*** Exercise input Section Begins ***

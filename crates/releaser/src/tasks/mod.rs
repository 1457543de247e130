use crate::crds::Releaser;
use futures::StreamExt;
use kube::runtime::controller::{self, Action, Controller};
use kube::runtime::watcher::Config;
use kube::{Api, Client};
use std::sync::Arc;
use tracing::{debug, error, info, instrument, Instrument};

pub mod config;
pub mod credentials;
pub mod gate;
pub mod git;
pub mod gitops;
pub mod metrics;
pub mod providers;
pub mod release;
pub mod status;
pub mod types;
pub mod version;

// Re-export commonly used items
pub use config::ControllerConfig;
pub use metrics::{MetricsSink, NoopMetrics, ReleaseMetrics};
pub use release::{error_policy_releaser, reconcile_releaser, ReleasePipeline};
pub use status::{error_policy_status, reconcile_status};
pub use types::{Context, Error, Result};

use git::{GitCli, WorkspaceCache};
use providers::RestProviderFactory;
use release::PipelineSettings;
use status::StatusReporter;

/// Wire the production git, cache and provider implementations into a
/// controller context.
pub fn build_context(
    client: Client,
    namespace: String,
    config: ControllerConfig,
    metrics: Arc<dyn MetricsSink>,
) -> Result<Context> {
    let providers = Arc::new(RestProviderFactory::new(config.api_endpoints()));
    let pipeline = ReleasePipeline::new(
        Arc::new(GitCli::new(config.git.binary.clone())),
        Arc::new(WorkspaceCache::new(config.git.cache_dir.clone())),
        providers.clone(),
        metrics,
        PipelineSettings::from(&config),
    );
    let reporter = StatusReporter::new(providers)?;

    Ok(Context {
        client,
        namespace,
        config: Arc::new(config),
        pipeline,
        reporter,
        retries: types::RetryThrottle::new(),
    })
}

/// Main entry point for the release and status controllers
#[instrument(skip(client, config, metrics), fields(namespace = %namespace))]
pub async fn run_releaser_controllers(
    client: Client,
    namespace: String,
    config: ControllerConfig,
    metrics: Arc<dyn MetricsSink>,
) -> Result<()> {
    info!("Starting releaser controllers in namespace: {}", namespace);

    if let Err(validation_error) = config.validate() {
        error!("Configuration validation failed: {}", validation_error);
        return Err(Error::ConfigError(validation_error.to_string()));
    }
    debug!(
        cache_dir = %config.git.cache_dir.display(),
        concurrency = config.controller.concurrency,
        "Configuration validation passed"
    );

    let context = Arc::new(build_context(
        client.clone(),
        namespace.clone(),
        config,
        metrics,
    )?);

    let release_controller_handle = tokio::spawn({
        let context = context.clone();
        let client = client.clone();
        let namespace = namespace.clone();
        async move { run_release_controller(client, namespace, context).await }
    });

    let status_controller_handle = tokio::spawn({
        let context = context.clone();
        let client = client.clone();
        let namespace = namespace.clone();
        async move { run_status_controller(client, namespace, context).await }
    });

    match tokio::try_join!(release_controller_handle, status_controller_handle) {
        Ok((release_result, status_result)) => {
            if let Err(e) = release_result {
                error!("Release controller failed: {:?}", e);
            }
            if let Err(e) = status_result {
                error!("Status controller failed: {:?}", e);
            }
        }
        Err(e) => {
            error!("Controller task join error: {:?}", e);
        }
    }

    info!("Releaser controllers shutting down");
    Ok(())
}

fn releaser_api(client: Client, namespace: &str) -> Api<Releaser> {
    if namespace.is_empty() {
        Api::all(client)
    } else {
        Api::namespaced(client, namespace)
    }
}

/// Run the Releaser release controller
#[instrument(skip(client, context), fields(namespace = %namespace))]
async fn run_release_controller(
    client: Client,
    namespace: String,
    context: Arc<Context>,
) -> Result<()> {
    info!("Starting release controller");

    let api = releaser_api(client, &namespace);
    let controller_config =
        controller::Config::default().concurrency(context.config.controller.concurrency);

    Controller::new(api, Config::default().any_semantic())
        .with_config(controller_config)
        .run(reconcile_releaser, error_policy_releaser, context)
        .for_each(|result| {
            let span = tracing::info_span!("release_reconciliation_result");
            async move { log_result("Release", result) }.instrument(span)
        })
        .await;

    info!("Release controller shutting down");
    Ok(())
}

/// Run the controller that reports failures to the GitOps provider
#[instrument(skip(client, context), fields(namespace = %namespace))]
async fn run_status_controller(
    client: Client,
    namespace: String,
    context: Arc<Context>,
) -> Result<()> {
    info!("Starting status controller");

    let api = releaser_api(client, &namespace);

    Controller::new(api, Config::default().any_semantic())
        .run(reconcile_status, error_policy_status, context)
        .for_each(|result| {
            let span = tracing::info_span!("status_reconciliation_result");
            async move { log_result("Status", result) }.instrument(span)
        })
        .await;

    info!("Status controller shutting down");
    Ok(())
}

fn log_result<T: std::fmt::Debug, E: std::fmt::Debug>(
    controller: &str,
    result: std::result::Result<(T, Action), E>,
) {
    match result {
        Ok((object, _)) => debug!(resource = ?object, "{} reconciliation successful", controller),
        Err(err) => error!(error = ?err, "{} reconciliation error", controller),
    }
}
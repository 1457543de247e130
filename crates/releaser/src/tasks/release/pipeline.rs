//! One release pass over a request
//!
//! The pipeline works on its own copy of the request and hands back the
//! finished value; persisting it is left to the reconciler.

use super::conditions::{ConditionTracker, ErrorAggregate};
use super::releaser::RepositoryReleaser;
use crate::crds::{Releaser, ReleaserStatus};
use crate::tasks::config::ControllerConfig;
use crate::tasks::credentials::{Author, Credentials};
use crate::tasks::git::{GitOperations, WorkspaceCache};
use crate::tasks::gitops::{FinalizeOutcome, GitOpsWriter};
use crate::tasks::metrics::MetricsSink;
use crate::tasks::providers::ProviderFactory;
use chrono::{SecondsFormat, Utc};
use kube::ResourceExt;
use std::sync::Arc;
use tracing::{info, instrument, warn};

/// Knobs of a pass taken from the controller configuration
#[derive(Debug, Clone)]
pub struct PipelineSettings {
    pub author: Author,
    pub retain_pre_release: bool,
    pub max_conditions: usize,
}

impl From<&ControllerConfig> for PipelineSettings {
    fn from(config: &ControllerConfig) -> Self {
        Self {
            author: Author::from(&config.git.author),
            retain_pre_release: config.controller.retain_pre_release,
            max_conditions: config.status.max_conditions,
        }
    }
}

/// Result of [`ReleasePipeline::run`]
#[derive(Debug, Clone)]
pub struct PassOutcome {
    /// The request with its new status, and `done` when GitOps is disabled
    /// and the pass succeeded
    pub request: Releaser,
    /// Next draft to create, GitOps disabled only
    pub next: Option<Releaser>,
    pub errors: ErrorAggregate,
}

impl PassOutcome {
    pub fn success(&self) -> bool {
        self.errors.is_empty()
    }
}

pub struct ReleasePipeline {
    releaser: RepositoryReleaser,
    writer: GitOpsWriter,
    settings: PipelineSettings,
}

impl ReleasePipeline {
    pub fn new(
        git: Arc<dyn GitOperations>,
        cache: Arc<WorkspaceCache>,
        providers: Arc<dyn ProviderFactory>,
        metrics: Arc<dyn MetricsSink>,
        settings: PipelineSettings,
    ) -> Self {
        let releaser = RepositoryReleaser::new(
            Arc::clone(&git),
            Arc::clone(&cache),
            providers,
            Arc::clone(&metrics),
        );
        let writer = GitOpsWriter::new(git, cache, metrics, settings.retain_pre_release);
        Self {
            releaser,
            writer,
            settings,
        }
    }

    /// Release every repository in order, then finalize when all succeeded.
    #[instrument(skip_all, fields(releaser = %request.name_any()))]
    pub async fn run(
        &self,
        request: &Releaser,
        credentials: &Credentials,
        gitops_credentials: &Credentials,
    ) -> PassOutcome {
        let mut working = request.clone();
        let name = working.name_any();
        let started = now();

        let history = working
            .status
            .take()
            .map(|status| status.conditions)
            .unwrap_or_default();
        let mut tracker = ConditionTracker::with_history(history);
        let author = credentials.author(&self.settings.author);

        for repo in &working.spec.repositories {
            let result = self
                .releaser
                .release_one(repo, &working.spec.version, credentials, &author)
                .await;
            if let Err(err) = &result {
                warn!(repository = %repo.name, error = %err, "Repository release failed");
            }
            tracker.record(repo, &result);
        }

        let mut next = None;
        if tracker.errors().is_empty() {
            let gitops_author = gitops_credentials.author(&self.settings.author);
            match self
                .writer
                .finalize(&mut working, gitops_credentials, &gitops_author)
                .await
            {
                Ok(FinalizeOutcome::Sibling { next: sibling }) => next = Some(*sibling),
                Ok(FinalizeOutcome::Written { .. }) => {}
                Err(err) => {
                    warn!(error = %err, "Finalize failed");
                    tracker.record_other(format!("failed to finalize {name}: {err}"));
                }
            }
        }

        let errors = tracker.errors().clone();
        let success = errors.is_empty();
        working.status = Some(ReleaserStatus {
            conditions: tracker.into_conditions(self.settings.max_conditions),
            start_time: Some(started),
            completion_time: success.then(now),
        });

        if success {
            info!("Release pass succeeded");
        } else {
            warn!(errors = errors.len(), "Release pass failed");
        }

        PassOutcome {
            request: working,
            next,
            errors,
        }
    }
}

fn now() -> String {
    Utc::now().to_rfc3339_opts(SecondsFormat::Secs, true)
}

*** Exercise input Section Ends ***

- _What you should do_
Search the data for "request". Copy each line that has it.

- _Exercise solution_
//! One release pass over a request
//! The pipeline works on its own copy of the request and hands back the
    /// The request with its new status, and `done` when GitOps is disabled
    pub request: Releaser,
    #[instrument(skip_all, fields(releaser = %request.name_any()))]
        request: &Releaser,
        let mut working = request.clone();
            request: working,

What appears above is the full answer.